Detained since August in Equatorial Guinea and Nigeria, nine Indian sailors from the crew of the Norwegian tanker MT Heroic Idun have been released and are to reach India on June 10, after the shipowners paid $15 million in a settlement over charges of stealing oil.
Most UN peacekeeping soldiers killed in action were Indian. The UN operation in the Congo in 1960-64 took the highest toll, says The Hindu.

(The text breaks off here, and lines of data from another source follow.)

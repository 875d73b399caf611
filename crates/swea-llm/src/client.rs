use async_trait::async_trait;

use crate::types::{ChatMessage, ChatOptions, ChatResponse};
use crate::Result;

/// A chat-completion provider.
#[async_trait]
pub trait LlmClient: Send + Sync {
    /// Send `messages` to `model` and return the assistant's reply.
    async fn chat_completion(
        &self,
        model: &str,
        messages: &[ChatMessage],
        options: &ChatOptions,
    ) -> Result<ChatResponse>;

    /// Short provider name for logs.
    fn name(&self) -> &'static str;
}
//! Agent run dispatch and execution.
//!
//! Each project owns a slot guarded by an async mutex. `dispatch` holds that
//! lock while it records the user message, classifies the run and marks it
//! active (one redb transaction), cancels any run it supersedes and spawns the
//! new one. A finishing run re-acquires the same lock before it writes its
//! reply, so a run that has been cancelled never writes anything.

use std::collections::HashMap;
use std::sync::Arc;
use std::time::Duration;

use swea_core::agent_state::{AgentState, AgentStateStore, RunStart};
use swea_core::classifier::RunKind;
use swea_core::config::Config;
use swea_core::project::{Message, Origin, ProjectStore};
use swea_core::search::SearchEngine;
use swea_core::SweaError;
use swea_llm::{ChatMessage, ChatOptions, LlmClient, LlmError};
use tokio::sync::{oneshot, Mutex, RwLock};
use tokio::task::JoinHandle;
use tracing::{error, info, warn};
use uuid::Uuid;

use crate::channel::{events, Channel, InfoKind};

/// Agent reply recorded when the provider call fails.
pub const SENTINEL_REPLY: &str = "[AI Error] Could not generate a response.";

/// Messages of project history sent with a continuation run.
pub const CONTEXT_WINDOW: usize = 40;

const SYSTEM_PROMPT: &str = "You are swea, an AI software engineer. \
Answer the user's engineering questions precisely, show code when it helps, \
and keep answers focused on the project at hand.";

const SUPERSEDE_WARNING: &str =
    "The previous agent task did not complete. Starting a new task for this message.";

// ---------------------------------------------------------------------------
// Public types
// ---------------------------------------------------------------------------

#[derive(Debug, Clone)]
pub struct DispatchRequest {
    pub project_name: String,
    pub message: String,
    pub model_id: String,
    pub search_engine: SearchEngine,
}

#[derive(Debug, Clone, Copy, PartialEq)]
pub struct RunnerSettings {
    pub max_tokens: u32,
    pub inference_timeout: Duration,
}

impl RunnerSettings {
    pub fn from_config(config: &Config) -> Self {
        Self {
            max_tokens: config.inference.max_tokens,
            inference_timeout: Duration::from_secs(config.timeouts.inference_secs),
        }
    }
}

impl Default for RunnerSettings {
    fn default() -> Self {
        Self::from_config(&Config::default())
    }
}

/// Result of a run that reached its end without being cancelled.
#[derive(Debug, Clone)]
pub struct RunOutcome {
    pub run_id: Uuid,
    pub completed: bool,
    pub reply: Message,
    pub state: AgentState,
}

/// Handle returned by [`AgentRunner::dispatch`].
#[derive(Debug)]
pub struct RunTicket {
    pub run_id: Uuid,
    pub kind: RunKind,
    /// An unfinished earlier run was cancelled in favour of this one.
    pub superseded: bool,
    done: oneshot::Receiver<RunOutcome>,
}

impl RunTicket {
    /// Wait for the run to finish. `None` when it was cancelled by a newer
    /// dispatch or by [`AgentRunner::stop`].
    pub async fn wait(self) -> Option<RunOutcome> {
        self.done.await.ok()
    }
}

// ---------------------------------------------------------------------------
// AgentRunner
// ---------------------------------------------------------------------------

struct ActiveRun {
    run_id: Uuid,
    handle: JoinHandle<()>,
}

#[derive(Default)]
struct Slot {
    active: Option<ActiveRun>,
}

struct Inner {
    projects: ProjectStore,
    states: AgentStateStore,
    channel: Channel,
    client: RwLock<Arc<dyn LlmClient>>,
    settings: RwLock<RunnerSettings>,
    slots: Mutex<HashMap<String, Arc<Mutex<Slot>>>>,
}

#[derive(Clone)]
pub struct AgentRunner {
    inner: Arc<Inner>,
}

impl AgentRunner {
    pub fn new(
        projects: ProjectStore,
        states: AgentStateStore,
        channel: Channel,
        client: Arc<dyn LlmClient>,
        settings: RunnerSettings,
    ) -> Self {
        Self {
            inner: Arc::new(Inner {
                projects,
                states,
                channel,
                client: RwLock::new(client),
                settings: RwLock::new(settings),
                slots: Mutex::new(HashMap::new()),
            }),
        }
    }

    /// Replace the provider client. Runs already executing keep the old one.
    pub async fn set_client(&self, client: Arc<dyn LlmClient>) {
        *self.inner.client.write().await = client;
    }

    pub async fn set_settings(&self, settings: RunnerSettings) {
        *self.inner.settings.write().await = settings;
    }

    /// Record the user message and start a run for it in the background.
    ///
    /// Returns once the run is marked active and spawned. Validation and
    /// storage errors are returned here; provider errors never are, they end
    /// up in the run's reply and state.
    pub async fn dispatch(&self, req: DispatchRequest) -> anyhow::Result<RunTicket> {
        swea_core::paths::validate_project_name(&req.project_name)?;
        if req.message.trim().is_empty() {
            return Err(SweaError::Validation("message is required".to_string()).into());
        }
        if req.model_id.trim().is_empty() {
            return Err(SweaError::Validation("model is required".to_string()).into());
        }

        let project = req.project_name.clone();
        let run_id = Uuid::new_v4();
        let slot = self.slot(&project).await;
        let mut guard = slot.lock().await;

        let states = self.inner.states.clone();
        let begun = {
            let req = req.clone();
            blocking(move || {
                states.begin_run_with_message(
                    &req.project_name,
                    &req.message,
                    &RunStart {
                        run_id,
                        model_id: &req.model_id,
                        search_engine: req.search_engine,
                    },
                )
            })
            .await
        };
        let (classification, state) = match begun {
            Ok((_, classification, state)) => (classification, state),
            Err(e) => {
                if guard.active.is_none() {
                    self.inner.release_slot(&project, &slot).await;
                }
                return Err(e);
            }
        };

        if classification.supersedes {
            warn!(project = %project, run_id = %run_id, "previous run did not complete, superseding");
            self.inner
                .channel
                .emit_info(InfoKind::Warning, SUPERSEDE_WARNING);
        }

        if let Some(prev) = guard.active.take() {
            info!(project = %project, run_id = %prev.run_id, "cancelling previous run");
            prev.handle.abort();
            // Wait until the old future is dropped so its provider call is gone.
            let _ = prev.handle.await;
        }

        self.inner
            .channel
            .emit(events::AGENT_STATE, serde_json::to_value(&state)?);

        let (done_tx, done_rx) = oneshot::channel();
        let inner = self.inner.clone();
        let task_slot = slot.clone();
        let kind = classification.kind;
        let model = req.model_id.clone();
        let task_project = project.clone();
        info!(project = %project, run_id = %run_id, kind = %kind, model = %model, "starting run");
        let handle = tokio::spawn(async move {
            let reply = inner.execute(&task_project, run_id, kind, &model).await;
            inner
                .finish(&task_project, run_id, reply, &task_slot, done_tx)
                .await;
        });
        guard.active = Some(ActiveRun { run_id, handle });

        Ok(RunTicket {
            run_id,
            kind,
            superseded: classification.supersedes,
            done: done_rx,
        })
    }

    /// Cancel the project's active run. Returns `false` when nothing was running.
    ///
    /// A record still marked active with no task behind it (left by a
    /// process that died mid-run) is marked stopped as well.
    pub async fn stop(&self, project: &str) -> anyhow::Result<bool> {
        let slot = self.slot(project).await;
        let mut guard = slot.lock().await;
        let active = guard.active.take();
        let run_id = active.as_ref().map(|a| a.run_id);
        if let Some(active) = active {
            active.handle.abort();
            let _ = active.handle.await;
        }

        let states = self.inner.states.clone();
        let name = project.to_string();
        let stopped = blocking(move || match run_id {
            Some(run_id) => states.finish_run(&name, run_id, false, 0),
            None => states.abandon_run(&name),
        })
        .await;
        self.inner.release_slot(project, &slot).await;
        drop(guard);

        let state = stopped?;
        if let Some(state) = &state {
            self.inner
                .channel
                .emit(events::AGENT_STATE, serde_json::to_value(state)?);
        }
        match run_id {
            Some(run_id) => info!(project = %project, run_id = %run_id, "run stopped"),
            None if state.is_some() => {
                warn!(project = %project, "cleared active state with no running task")
            }
            None => return Ok(false),
        }
        Ok(true)
    }

    /// Whether the runner currently tracks a live task for `project`.
    pub async fn is_running(&self, project: &str) -> bool {
        let Some(slot) = self.inner.slots.lock().await.get(project).cloned() else {
            return false;
        };
        let guard = slot.lock().await;
        guard.active.is_some()
    }

    async fn slot(&self, project: &str) -> Arc<Mutex<Slot>> {
        let mut slots = self.inner.slots.lock().await;
        slots.entry(project.to_string()).or_default().clone()
    }
}

// ---------------------------------------------------------------------------
// Run execution
// ---------------------------------------------------------------------------

struct Reply {
    completed: bool,
    text: String,
    tokens_used: u64,
}

impl Inner {
    async fn execute(&self, project: &str, run_id: Uuid, kind: RunKind, model: &str) -> Reply {
        match self.call_provider(project, kind, model).await {
            Ok(response) => {
                let tokens_used = response.tokens_used();
                info!(
                    project = %project,
                    run_id = %run_id,
                    tokens = tokens_used,
                    "run completed"
                );
                Reply {
                    completed: true,
                    text: response.content,
                    tokens_used,
                }
            }
            Err(e) => {
                error!(project = %project, run_id = %run_id, error = %format!("{e:#}"), "run failed");
                self.channel
                    .emit_info(InfoKind::Error, format!("agent run failed: {e}"));
                Reply {
                    completed: false,
                    text: SENTINEL_REPLY.to_string(),
                    tokens_used: 0,
                }
            }
        }
    }

    async fn call_provider(
        &self,
        project: &str,
        kind: RunKind,
        model: &str,
    ) -> anyhow::Result<swea_llm::ChatResponse> {
        let projects = self.projects.clone();
        let name = project.to_string();
        let history = blocking(move || projects.list_messages(&name))
            .await?
            .ok_or_else(|| SweaError::ProjectNotFound(project.to_string()))?;

        let prompt = build_prompt(kind, &history);
        let client = self.client.read().await.clone();
        let settings = *self.settings.read().await;
        let options = ChatOptions {
            max_tokens: Some(settings.max_tokens),
            ..Default::default()
        };

        let response = tokio::time::timeout(
            settings.inference_timeout,
            client.chat_completion(model, &prompt, &options),
        )
        .await
        .map_err(|_| LlmError::Timeout)??;
        Ok(response)
    }

    /// Record the reply under the slot lock, unless a newer run took over.
    async fn finish(
        &self,
        project: &str,
        run_id: Uuid,
        reply: Reply,
        slot: &Arc<Mutex<Slot>>,
        done: oneshot::Sender<RunOutcome>,
    ) {
        let mut guard = slot.lock().await;
        if guard.active.as_ref().is_some_and(|a| a.run_id == run_id) {
            guard.active = None;
        }

        let states = self.states.clone();
        let name = project.to_string();
        let completed = reply.completed;
        let tokens = reply.tokens_used;
        let text = reply.text;
        let written = blocking(move || {
            states.finish_run_with_reply(&name, run_id, completed, tokens, &text)
        })
        .await;
        if guard.active.is_none() {
            self.release_slot(project, slot).await;
        }
        drop(guard);

        let (state, message) = match written {
            Ok(Some(pair)) => pair,
            Ok(None) => {
                warn!(project = %project, run_id = %run_id, "run was superseded, reply discarded");
                return;
            }
            Err(e) => {
                error!(project = %project, run_id = %run_id, error = %format!("{e:#}"), "failed to record run result");
                self.channel
                    .emit_info(InfoKind::Error, format!("failed to record agent reply: {e}"));
                return;
            }
        };

        self.channel.emit(
            events::SERVER_MESSAGE,
            serde_json::json!({ "project_name": project, "message": message }),
        );
        if let Ok(value) = serde_json::to_value(&state) {
            self.channel.emit(events::AGENT_STATE, value);
        }
        self.channel.emit(
            events::TOKENS,
            serde_json::json!({ "project_name": project, "token_usage": state.token_usage }),
        );

        let _ = done.send(RunOutcome {
            run_id,
            completed,
            reply: message,
            state,
        });
    }

    /// Drop the project's slot when the caller's handle and the map hold the
    /// only references. Call with the slot lock held and no active run.
    async fn release_slot(&self, project: &str, slot: &Arc<Mutex<Slot>>) {
        let mut slots = self.slots.lock().await;
        let ours = slots.get(project).is_some_and(|s| Arc::ptr_eq(s, slot));
        if ours && Arc::strong_count(slot) == 2 {
            slots.remove(project);
        }
    }
}

/// Fresh runs see only the new message; continuations see recent history,
/// which already ends with the new message.
fn build_prompt(kind: RunKind, history: &[Message]) -> Vec<ChatMessage> {
    let context = match kind {
        RunKind::Fresh => &history[history.len().saturating_sub(1)..],
        RunKind::Continuation => &history[history.len().saturating_sub(CONTEXT_WINDOW)..],
    };
    std::iter::once(ChatMessage::system(SYSTEM_PROMPT))
        .chain(context.iter().map(|m| match m.origin {
            Origin::User => ChatMessage::user(m.text.clone()),
            Origin::Agent => ChatMessage::assistant(m.text.clone()),
        }))
        .collect()
}

async fn blocking<T, F>(f: F) -> anyhow::Result<T>
where
    T: Send + 'static,
    F: FnOnce() -> swea_core::Result<T> + Send + 'static,
{
    tokio::task::spawn_blocking(f)
        .await
        .map_err(|e| anyhow::anyhow!("task join error: {e}"))?
        .map_err(Into::into)
}

// ---------------------------------------------------------------------------
// Tests
// ---------------------------------------------------------------------------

Bail delayed is bail denied: a Mumbai sessions court granted medical bail to Suresh Dattaram Pawar, 62, two days after he died in the Sir JJ Group of Hospitals. Arrested in a cheating case in 2021, Pawar was seriously diabetic and in his bail application, he had said that his leg had to be amputated on April 30 because of neglect in jail and hospital.
As the Indian secondary school curriculum dumps Darwin and scuppers the Beagle, the Financial Times recalls that in 2018 Satyapal Singh, then India’s minister of state for Human Resource Development, had dismissed the theory of evolution as “scientifically wrong” and called for it to be removed from school and college curricula because no one “saw an ape turning into a man.” Three centuries after George Berkeley, the tree in the quad still casts a visible shadow.